A Salesforce abriu um resort, que chama de “Fazenda de Inovação”, na Califórnia, para que os funcionários façam trabalhos em conjunto, participem de treinamentos e mergulhem na cultura da empresa. É fácil rir de algo assim. A empresa de tecnologia está praticamente implorando por uma gozação com o comunicado que diz que a fazenda oferece “experiências táteis, como caminhadas guiadas pela natureza, ioga restauradora, passeios pelo jardim, aulas de culinária em grupo, confecção de diários visuais e meditação”.
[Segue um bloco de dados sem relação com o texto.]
//! Training orchestration on top of the sensor log and the model registry.
//!
//! The pipeline owns everything around a training run (data gate, progress,
//! version allocation, persistence); the math itself lives behind the
//! [`Trainer`] trait.

mod baseline;

use std::{
    sync::{
        atomic::{AtomicBool, Ordering},
        Arc,
    },
    time::Instant,
};

use canvas_core::{
    models::{Accuracy, ModelMetadata, ModelRegistry},
    sensors::SensorLog,
    storage::StorageError,
    training::{ProgressSink, Trainer},
};
use chrono::Utc;
use thiserror::Error;
use tokio::sync::watch;
use tracing::{info, instrument};

pub use baseline::{MagnitudeBaseline, MagnitudeBaselineTrainer};

/// Readings required before a model may be trained.
pub const DEFAULT_MIN_DATA_POINTS: usize = 100;

// Fixed progress checkpoints; the trainer's own reports fill the span between.
const PROGRESS_DATA_LOADED: f64 = 0.2;
const PROGRESS_TRAINED: f64 = 0.9;

#[derive(Debug, Error)]
pub enum TrainingError {
    #[error("not enough data points: have {have}, need at least {need}")]
    InsufficientData { have: usize, need: usize },
    #[error("a training run is already in progress")]
    AlreadyTraining,
    #[error("no valid sensor data found for training")]
    NoValidData,
    #[error("trainer failed: {0}")]
    Trainer(String),
    #[error(transparent)]
    Storage(#[from] StorageError),
}

/// Runs one training at a time against a shared log and registry.
pub struct TrainingPipeline<L: SensorLog, R: ModelRegistry> {
    log: Arc<L>,
    registry: Arc<R>,
    min_data_points: usize,
    running: AtomicBool,
    progress: watch::Sender<f64>,
}

impl<L: SensorLog, R: ModelRegistry> TrainingPipeline<L, R> {
    pub fn new(log: Arc<L>, registry: Arc<R>) -> Self {
        let (progress, _) = watch::channel(0.0);
        Self {
            log,
            registry,
            min_data_points: DEFAULT_MIN_DATA_POINTS,
            running: AtomicBool::new(false),
            progress,
        }
    }

    pub fn with_min_data_points(mut self, min_data_points: usize) -> Self {
        self.min_data_points = min_data_points;
        self
    }

    pub fn min_data_points(&self) -> usize {
        self.min_data_points
    }

    /// Progress of the current (or last) run, from 0.0 to 1.0.
    pub fn progress(&self) -> watch::Receiver<f64> {
        self.progress.subscribe()
    }

    pub fn is_training(&self) -> bool {
        self.running.load(Ordering::Acquire)
    }

    pub async fn can_train(&self) -> Result<bool, StorageError> {
        Ok(self.log.count().await? >= self.min_data_points)
    }

    /// Train on the full log and save the result as the next version.
    #[instrument(skip_all, fields(trainer = trainer.name()))]
    pub async fn train(&self, trainer: &dyn Trainer) -> Result<ModelMetadata, TrainingError> {
        let _run = RunGuard::acquire(&self.running).ok_or(TrainingError::AlreadyTraining)?;
        self.progress.send_replace(0.0);

        let started = Instant::now();
        let readings = self.log.training_data(None).await?;
        if readings.len() < self.min_data_points {
            return Err(TrainingError::InsufficientData {
                have: readings.len(),
                need: self.min_data_points,
            });
        }
        let trained_on = Utc::now();
        self.progress.send_replace(PROGRESS_DATA_LOADED);

        let sink = ScaledProgress {
            tx: &self.progress,
            start: PROGRESS_DATA_LOADED,
            end: PROGRESS_TRAINED,
        };
        let artifact = trainer
            .train(&readings, &sink)
            .await
            .map_err(|err| match err.downcast::<TrainingError>() {
                Ok(known) => known,
                Err(other) => TrainingError::Trainer(format!("{other:#}")),
            })?;
        self.progress.send_replace(PROGRESS_TRAINED);

        let metadata = ModelMetadata::new(
            self.registry.next_version().await,
            trained_on,
            readings.len() as u64,
            artifact.accuracy.and_then(Accuracy::clamped),
            started.elapsed(),
        );
        let saved = self.registry.save_model(&artifact.bytes, metadata).await?;
        self.progress.send_replace(1.0);

        info!(
            version = saved.version,
            data_points = saved.data_point_count,
            accuracy = ?saved.accuracy.map(Accuracy::value),
            "model trained"
        );
        Ok(saved)
    }
}

/// Maps a trainer's own 0..1 progress onto a slice of the pipeline's range.
struct ScaledProgress<'a> {
    tx: &'a watch::Sender<f64>,
    start: f64,
    end: f64,
}

impl ProgressSink for ScaledProgress<'_> {
    fn report(&self, fraction: f64) {
        let fraction = if fraction.is_nan() {
            0.0
        } else {
            fraction.clamp(0.0, 1.0)
        };
        self.tx
            .send_replace(self.start + (self.end - self.start) * fraction);
    }
}

/// Holds the single-run flag for the duration of a training.
struct RunGuard<'a>(&'a AtomicBool);

impl<'a> RunGuard<'a> {
    fn acquire(flag: &'a AtomicBool) -> Option<Self> {
        flag.compare_exchange(false, true, Ordering::AcqRel, Ordering::Acquire)
            .ok()
            .map(|_| Self(flag))
    }
}

impl Drop for RunGuard<'_> {
    fn drop(&mut self) {
        self.0.store(false, Ordering::Release);
    }
}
Mas a Salesforce pode estar no caminho certo. É desconcertante voltar ao local de trabalho e assumir nossas vidas cotidianas como se não tivéssemos acabado de viver dois anos estranhos. Eventos em grupo dão um sentido de algo especial. E encorajar os funcionários a expandirem seus horizontes depois de meses presos em ambientes fechados é bom para o moral e a criatividade.

A fusão entre trabalho e lazer acontece em um ritmo extraordinário. Hoje, alguns empregadores ajudam a planejar férias de funcionários e pagam por elas. O risco disso tudo é mesclarmos trabalho e férias de tal maneira que a gente nunca mais desligue.

Emma Jacobs é colunista do “Financial Times”.